• **Given data**:
use breast_risk_api::run;

#[tokio::main]
async fn main() {
    if let Err(err) = run().await {
        eprintln!("application error: {err}");
        std::process::exit(1);
    }
}
use breast_risk::assessment::{assess, catalog, ComprehensiveAssessment, QuizAnswers};
use breast_risk::error::AppError;
use chrono::{DateTime, Local};
use clap::Args;
use serde::Serialize;
use std::io::Read;
use std::path::{Path, PathBuf};

#[derive(Args, Debug)]
pub(crate) struct AssessArgs {
    /// JSON file of questionnaire answers, or `-` to read from stdin
    #[arg(long)]
    pub(crate) answers: PathBuf,
    /// Print every calculation step behind the score
    #[arg(long)]
    pub(crate) trace: bool,
    /// Emit the full report as JSON instead of text
    #[arg(long)]
    pub(crate) json: bool,
}

#[derive(Args, Debug, Default)]
pub(crate) struct CatalogArgs {
    /// Emit the catalog as JSON instead of text
    #[arg(long)]
    pub(crate) json: bool,
}

#[derive(Debug, Serialize)]
struct AssessmentOutput<'a> {
    generated_at: DateTime<Local>,
    #[serde(flatten)]
    assessment: &'a ComprehensiveAssessment,
}

pub(crate) fn run_assess(args: AssessArgs) -> Result<(), AppError> {
    let AssessArgs {
        answers,
        trace,
        json,
    } = args;

    let answers = load_answers(&answers)?;
    let assessment = assess(&answers);

    if json {
        let output = AssessmentOutput {
            generated_at: Local::now(),
            assessment: &assessment,
        };
        println!("{}", serde_json::to_string_pretty(&output)?);
    } else {
        print!("{}", render_assessment(&assessment, trace));
    }

    Ok(())
}

pub(crate) fn run_catalog(args: CatalogArgs) -> Result<(), AppError> {
    if args.json {
        println!("{}", serde_json::to_string_pretty(&catalog::entries())?);
        return Ok(());
    }

    for entry in catalog::entries() {
        println!(
            "[{}] {} = \"{}\" (RR {:.1}, {})",
            entry.chain.label(),
            entry.factor.question,
            entry.factor.answer,
            entry.factor.relative_risk,
            entry.factor.category.label()
        );
    }
    Ok(())
}

pub(crate) fn load_answers(source: &Path) -> Result<QuizAnswers, AppError> {
    let raw = if source == Path::new("-") {
        let mut buffer = String::new();
        std::io::stdin().read_to_string(&mut buffer)?;
        buffer
    } else {
        std::fs::read_to_string(source)?
    };

    parse_answers(&raw)
}

pub(crate) fn parse_answers(raw: &str) -> Result<QuizAnswers, AppError> {
    Ok(serde_json::from_str(raw)?)
}

pub(crate) fn render_assessment(assessment: &ComprehensiveAssessment, trace: bool) -> String {
    let report = &assessment.report;
    let summary = &report.report_data.summary;
    let analysis = &report.report_data.risk_analysis;
    let plan = &report.report_data.action_plan;
    let mut out = String::new();

    push_line(&mut out, "Breast health risk assessment");
    push_line(&mut out, &summary.headline);
    push_line(
        &mut out,
        &format!(
            "Unchangeable factors {:.1} | Changeable factors {:.1}",
            summary.unchangeable_score, summary.changeable_score
        ),
    );
    push_line(
        &mut out,
        &format!(
            "Profile: {} ({}) - {}",
            summary.profile_label, summary.age_range, summary.profile_description
        ),
    );

    push_section(&mut out, "Risk factors", &report.risk_factors);
    push_section(&mut out, "Protective factors", &analysis.protective_factors);
    push_section(&mut out, "Do now", &plan.immediate);
    push_section(&mut out, "Keep doing", &plan.ongoing);

    out.push_str("\nFollow-up\n");
    if let Some(two_weeks) = &plan.follow_up.two_weeks {
        push_line(&mut out, &format!("- 2 weeks: {two_weeks}"));
    }
    push_line(&mut out, &format!("- 1 month: {}", plan.follow_up.one_month));
    push_line(&mut out, &format!("- 3 months: {}", plan.follow_up.three_months));
    push_line(&mut out, &format!("- 6 months: {}", plan.follow_up.six_months));

    let daily = &report.daily_plan;
    out.push_str("\nDaily plan\n");
    push_line(&mut out, &format!("- Morning: {}", daily.morning.exercise));
    push_line(&mut out, &format!("- Afternoon: {}", daily.afternoon.movement));
    push_line(&mut out, &format!("- Evening: {}", daily.evening.relaxation));
    push_line(&mut out, &format!("- Weekly: {}", daily.weekly.self_exam));
    push_section(&mut out, "Supplements to discuss", &daily.supplements);

    if trace {
        let steps: Vec<String> = assessment.trace.iter().map(|step| step.describe()).collect();
        push_section(&mut out, "Calculation", &steps);
    }

    out
}

fn push_line(out: &mut String, line: &str) {
    out.push_str(line);
    out.push('\n');
}

fn push_section(out: &mut String, title: &str, items: &[String]) {
    if items.is_empty() {
        out.push_str(&format!("\n{title}: none\n"));
        return;
    }

    out.push_str(&format!("\n{title}\n"));
    for item in items {
        push_line(out, &format!("- {item}"));
    }
}
use serde::{Deserialize, Deserializer, Serialize};
use serde_json::Value;
use std::collections::BTreeMap;

/// Flat questionnaire answer set keyed by question.
///
/// Lookups never fail: absent keys read as `None`, and numeric lookups fall back to a
/// caller-supplied default when the answer is missing or has no numeric prefix.
#[derive(Debug, Clone, Default, PartialEq, Eq, Serialize)]
#[serde(transparent)]
pub struct QuizAnswers(BTreeMap<String, String>);

impl QuizAnswers {
    pub fn new() -> Self {
        Self::default()
    }

    pub fn insert(&mut self, question: impl Into<String>, answer: impl Into<String>) {
        self.0.insert(question.into(), answer.into());
    }

    pub fn get(&self, question: &str) -> Option<&str> {
        self.0.get(question).map(String::as_str)
    }

    /// Exact, case-sensitive comparison against a single expected answer.
    pub fn is(&self, question: &str, expected: &str) -> bool {
        self.get(question) == Some(expected)
    }

    pub fn is_any(&self, question: &str, expected: &[&str]) -> bool {
        self.get(question)
            .map(|answer| expected.contains(&answer))
            .unwrap_or(false)
    }

    /// Decimal reading of the answer's leading number, e.g. `"32.5 kg/m2"` reads as 32.5.
    pub fn number_or(&self, question: &str, default: f64) -> f64 {
        self.get(question)
            .and_then(leading_decimal)
            .unwrap_or(default)
    }

    /// Whole-number reading of the answer's leading digits; fractions are truncated.
    pub fn whole_number_or(&self, question: &str, default: i64) -> i64 {
        self.get(question)
            .and_then(leading_integer)
            .unwrap_or(default)
    }

    pub fn len(&self) -> usize {
        self.0.len()
    }

    pub fn is_empty(&self) -> bool {
        self.0.is_empty()
    }

    pub fn iter(&self) -> impl Iterator<Item = (&str, &str)> {
        self.0
            .iter()
            .map(|(question, answer)| (question.as_str(), answer.as_str()))
    }
}

impl<K, V> FromIterator<(K, V)> for QuizAnswers
where
    K: Into<String>,
    V: Into<String>,
{
    fn from_iter<I: IntoIterator<Item = (K, V)>>(iter: I) -> Self {
        Self(
            iter.into_iter()
                .map(|(question, answer)| (question.into(), answer.into()))
                .collect(),
        )
    }
}

impl From<BTreeMap<String, String>> for QuizAnswers {
    fn from(value: BTreeMap<String, String>) -> Self {
        Self(value)
    }
}

// Questionnaire clients send ages and BMIs as JSON numbers as often as strings, so scalars
// are stringified and structured values are dropped instead of failing the payload.
impl<'de> Deserialize<'de> for QuizAnswers {
    fn deserialize<D>(deserializer: D) -> Result<Self, D::Error>
    where
        D: Deserializer<'de>,
    {
        let raw = BTreeMap::<String, Value>::deserialize(deserializer)?;
        let answers = raw
            .into_iter()
            .filter_map(|(question, value)| {
                let answer = match value {
                    Value::String(text) => text,
                    Value::Number(number) => number.to_string(),
                    Value::Bool(flag) => flag.to_string(),
                    Value::Null | Value::Array(_) | Value::Object(_) => return None,
                };
                Some((question, answer))
            })
            .collect();
        Ok(Self(answers))
    }
}

fn leading_decimal(raw: &str) -> Option<f64> {
    let trimmed = raw.trim_start();
    let bytes = trimmed.as_bytes();
    let mut end = 0;
    if matches!(bytes.first(), Some(b'+') | Some(b'-')) {
        end += 1;
    }

    let mut digits = 0;
    let mut seen_dot = false;
    while let Some(&byte) = bytes.get(end) {
        match byte {
            b'0'..=b'9' => digits += 1,
            b'.' if !seen_dot => seen_dot = true,
            _ => break,
        }
        end += 1;
    }

    if digits == 0 {
        return None;
    }

    trimmed[..end].trim_end_matches('.').parse().ok()
}

fn leading_integer(raw: &str) -> Option<i64> {
    let trimmed = raw.trim_start();
    let bytes = trimmed.as_bytes();
    let mut end = 0;
    if matches!(bytes.first(), Some(b'+') | Some(b'-')) {
        end += 1;
    }
    let sign_len = end;
    while bytes.get(end).map_or(false, u8::is_ascii_digit) {
        end += 1;
    }

    if end == sign_len {
        return None;
    }

    trimmed[..end].parse().ok()
}

#[cfg(test)]
mod tests {
    use super::*;

    #[test]
    fn numeric_lookups_read_leading_numbers() {
        let answers: QuizAnswers = [("bmi", "32.5 kg/m2"), ("age", " 45 years")]
            .into_iter()
            .collect();

        assert_eq!(answers.number_or("bmi", 25.0), 32.5);
        assert_eq!(answers.whole_number_or("age", 30), 45);
    }

    #[test]
    fn numeric_lookups_fall_back_to_defaults() {
        let answers: QuizAnswers = [("bmi", "unknown"), ("age", "-")].into_iter().collect();

        assert_eq!(answers.number_or("bmi", 25.0), 25.0);
        assert_eq!(answers.whole_number_or("age", 30), 30);
        assert_eq!(answers.number_or("missing", 25.0), 25.0);
    }

    #[test]
    fn whole_numbers_truncate_fractions() {
        let answers: QuizAnswers = [("age", "19.9")].into_iter().collect();
        assert_eq!(answers.whole_number_or("age", 30), 19);
    }

    #[test]
    fn decimal_accepts_trailing_dot_and_sign() {
        let answers: QuizAnswers = [("a", "30."), ("b", "-2.5")].into_iter().collect();
        assert_eq!(answers.number_or("a", 0.0), 30.0);
        assert_eq!(answers.number_or("b", 0.0), -2.5);
    }

    #[test]
    fn deserialize_stringifies_scalars_and_drops_structures() {
        let answers: QuizAnswers = serde_json::from_str(
            r#"{"age": 45, "bmi": 31.2, "consent": true, "notes": null, "tags": ["a"], "smoking": "No"}"#,
        )
        .expect("answers deserialize");

        assert_eq!(answers.get("age"), Some("45"));
        assert_eq!(answers.get("bmi"), Some("31.2"));
        assert_eq!(answers.get("consent"), Some("true"));
        assert_eq!(answers.get("notes"), None);
        assert_eq!(answers.get("tags"), None);
        assert!(answers.is("smoking", "No"));
        assert_eq!(answers.len(), 4);
    }

    #[test]
    fn matching_is_case_sensitive() {
        let answers: QuizAnswers = [("breastfeeding", "Yes")].into_iter().collect();
        assert!(!answers.is("breastfeeding", "yes"));
        assert!(answers.is_any("breastfeeding", &["no", "Yes"]));
    }
}
use super::common::*;
use axum::extract::State;
use axum::http::StatusCode;
use serde_json::{json, Value};
use std::sync::Arc;
use tower::ServiceExt;

use crate::assessment::router::{assess_handler, report_handler, AssessmentRequest};
use crate::assessment::{catalog, AssessmentService};

fn json_request(method: &str, uri: &str, body: Value) -> axum::http::Request<axum::body::Body> {
    axum::http::Request::builder()
        .method(method)
        .uri(uri)
        .header(axum::http::header::CONTENT_TYPE, "application/json")
        .body(axum::body::Body::from(
            serde_json::to_vec(&body).expect("serialize body"),
        ))
        .expect("request builds")
}

fn get_request(uri: &str) -> axum::http::Request<axum::body::Body> {
    axum::http::Request::get(uri)
        .body(axum::body::Body::empty())
        .expect("request builds")
}

#[tokio::test]
async fn assess_handler_returns_conflict_on_duplicate() {
    let service = Arc::new(AssessmentService::new(
        Arc::new(ConflictRepository),
        assessment_config(),
    ));

    let response = assess_handler::<ConflictRepository>(
        State(service),
        axum::Json(AssessmentRequest::default()),
    )
    .await;

    assert_conflict_response(response);
}

#[tokio::test]
async fn assess_handler_returns_internal_error_on_repository_failure() {
    let service = Arc::new(AssessmentService::new(
        Arc::new(UnavailableRepository),
        assessment_config(),
    ));

    let response = assess_handler::<UnavailableRepository>(
        State(service),
        axum::Json(AssessmentRequest::default()),
    )
    .await;

    assert_eq!(response.status(), StatusCode::INTERNAL_SERVER_ERROR);
    let payload = read_json_body(response).await;
    assert!(payload["error"]
        .as_str()
        .unwrap_or_default()
        .contains("database offline"));
}

#[tokio::test]
async fn assess_route_creates_reports() {
    let (service, _) = build_service();
    let router = assessment_router_with_service(service);

    let response = router
        .oneshot(json_request(
            "POST",
            "/api/v1/risk/assessments",
            json!({
                "owner": "alice",
                "answers": {
                    "family_history": "Yes, I have first-degree relative with BC",
                    "age": 42,
                    "notes": null
                }
            }),
        ))
        .await
        .expect("route executes");

    assert_eq!(response.status(), StatusCode::CREATED);
    let payload = read_json_body(response).await;
    assert!(payload["id"].as_str().unwrap_or_default().starts_with("rpt-"));
    assert_eq!(payload["owner"], json!("alice"));
    assert_eq!(payload["report"]["risk_score"], json!("17.7"));
    assert_eq!(payload["report"]["risk_category"], json!("moderate"));
    assert_eq!(payload["report"]["quiz_answers"]["age"], json!("42"));
    assert!(payload["report"]["quiz_answers"].get("notes").is_none());
}

#[tokio::test]
async fn report_route_returns_stored_report() {
    let (service, _) = build_service();
    let service = Arc::new(service);
    let stored = service
        .assess(None, high_risk_answers())
        .expect("assessment succeeds");

    let response = crate::assessment::assessment_router(service)
        .oneshot(get_request(&format!(
            "/api/v1/risk/assessments/{}",
            stored.id.0
        )))
        .await
        .expect("route executes");

    assert_eq!(response.status(), StatusCode::OK);
    let payload = read_json_body(response).await;
    assert_eq!(payload["id"], json!(stored.id.0));
    assert_eq!(payload["report"]["risk_category"], json!("high"));
}

#[tokio::test]
async fn report_handler_returns_not_found_for_unknown_ids() {
    let (service, _) = build_service();

    let response = report_handler::<MemoryRepository>(
        State(Arc::new(service)),
        axum::extract::Path("rpt-missing".to_string()),
    )
    .await;

    assert_eq!(response.status(), StatusCode::NOT_FOUND);
    let payload = read_json_body(response).await;
    assert_eq!(payload["report_id"], json!("rpt-missing"));
}

#[tokio::test]
async fn history_route_lists_owner_reports() {
    let (service, _) = build_service();
    let service = Arc::new(service);
    let first = service
        .assess(Some("dana".to_string()), answers(&[]))
        .expect("first");
    let second = service
        .assess(Some("dana".to_string()), first_degree_family())
        .expect("second");

    let response = crate::assessment::assessment_router(service)
        .oneshot(get_request("/api/v1/risk/owners/dana/assessments"))
        .await
        .expect("route executes");

    assert_eq!(response.status(), StatusCode::OK);
    let payload = read_json_body(response).await;
    let entries = payload.as_array().expect("history is a list");
    assert_eq!(entries.len(), 2);
    assert_eq!(entries[0]["id"], json!(second.id.0));
    assert_eq!(entries[1]["id"], json!(first.id.0));
    assert_eq!(entries[0]["risk_score"], json!("17.7"));
    assert_eq!(entries[0]["risk_factor_count"], json!(1));
}

#[tokio::test]
async fn score_route_previews_without_storing() {
    let (service, repository) = build_service();
    let router = assessment_router_with_service(service);

    let response = router
        .oneshot(json_request(
            "POST",
            "/api/v1/risk/score",
            json!({ "answers": {} }),
        ))
        .await
        .expect("route executes");

    assert_eq!(response.status(), StatusCode::OK);
    let payload = read_json_body(response).await;
    assert_eq!(payload["scores"]["total_score"], json!(12.5));
    assert_eq!(payload["risk_category"], json!("low"));
    assert_eq!(payload["user_profile"], json!("premenopausal"));
    assert!(repository
        .records
        .lock()
        .expect("repository mutex poisoned")
        .is_empty());
}

#[tokio::test]
async fn catalog_route_lists_every_factor() {
    let (service, _) = build_service();
    let router = assessment_router_with_service(service);

    let response = router
        .oneshot(get_request("/api/v1/risk/catalog"))
        .await
        .expect("route executes");

    assert_eq!(response.status(), StatusCode::OK);
    let payload = read_json_body(response).await;
    let entries = payload.as_array().expect("catalog is a list");
    assert_eq!(entries.len(), catalog::all().count());
    assert_eq!(entries[0]["chain"], json!("unchangeable"));
    assert_eq!(entries[0]["question"], json!("family_history"));
    assert_eq!(entries[0]["relative_risk"], json!(2.0));
}
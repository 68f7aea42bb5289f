use super::super::profile::UserProfile;
use super::super::scoring::RiskCategory;
use super::views::{AfternoonRoutine, DailyPlan, EveningRoutine, MorningRoutine, WeeklyRoutine};

const BREAST_AWARENESS: &str =
    "Practice breast awareness by noticing how your breasts normally look and feel";
const SELF_EXAM: &str = "Perform a thorough breast self-exam and note any changes";

const SUPPLEMENTS: &[&str] = &[
    "Vitamin D (ask your doctor to check your levels first)",
    "Omega-3 fatty acids from fish oil or algae",
    "Calcium for bone health",
];
const HIGH_RISK_SUPPLEMENT: &str =
    "Ask your healthcare provider about additional support such as folate or a multivitamin";

pub fn create_daily_plan(profile: UserProfile, category: RiskCategory) -> DailyPlan {
    let self_exam = match profile {
        UserProfile::Teenager => BREAST_AWARENESS,
        _ => SELF_EXAM,
    };

    let mut supplements: Vec<String> = SUPPLEMENTS.iter().map(|item| item.to_string()).collect();
    if category == RiskCategory::High {
        supplements.push(HIGH_RISK_SUPPLEMENT.to_string());
    }

    DailyPlan {
        morning: MorningRoutine {
            exercise: "30 minutes of brisk walking, cycling, or yoga".to_string(),
            nutrition: "Breakfast with fiber, fresh fruit, and whole grains".to_string(),
            mindfulness: "Five minutes of deep breathing or meditation".to_string(),
        },
        afternoon: AfternoonRoutine {
            nutrition: "Lunch built around vegetables, legumes, and lean protein".to_string(),
            hydration: "Drink water steadily, about eight glasses across the day".to_string(),
            movement: "A 10-minute walk or stretch break after lunch".to_string(),
        },
        evening: EveningRoutine {
            nutrition: "A light dinner that includes cruciferous vegetables".to_string(),
            relaxation: "Screen-free wind-down for 30 minutes before bed".to_string(),
            sleep: "Seven to nine hours of sleep in a dark, cool room".to_string(),
        },
        weekly: WeeklyRoutine {
            self_exam: self_exam.to_string(),
            exercise: "150 minutes of moderate aerobic activity".to_string(),
            strength: "Two strength-training sessions".to_string(),
            meal_prep: "Plan meals around plant-based foods and limit processed meat".to_string(),
        },
        monthly: profile
            .characteristics()
            .key_focus_areas
            .iter()
            .map(|area| area.to_string())
            .collect(),
        supplements,
    }
}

• **What is being asked**: Starting at the first line of the records, print each line exactly, stopping after the line that contains "#[derive(Args, Debug)]".

• **Exercise answer**:
use breast_risk_api::run;

#[tokio::main]
async fn main() {
    if let Err(err) = run().await {
        eprintln!("application error: {err}");
        std::process::exit(1);
    }
}
use breast_risk::assessment::{assess, catalog, ComprehensiveAssessment, QuizAnswers};
use breast_risk::error::AppError;
use chrono::{DateTime, Local};
use clap::Args;
use serde::Serialize;
use std::io::Read;
use std::path::{Path, PathBuf};

#[derive(Args, Debug)]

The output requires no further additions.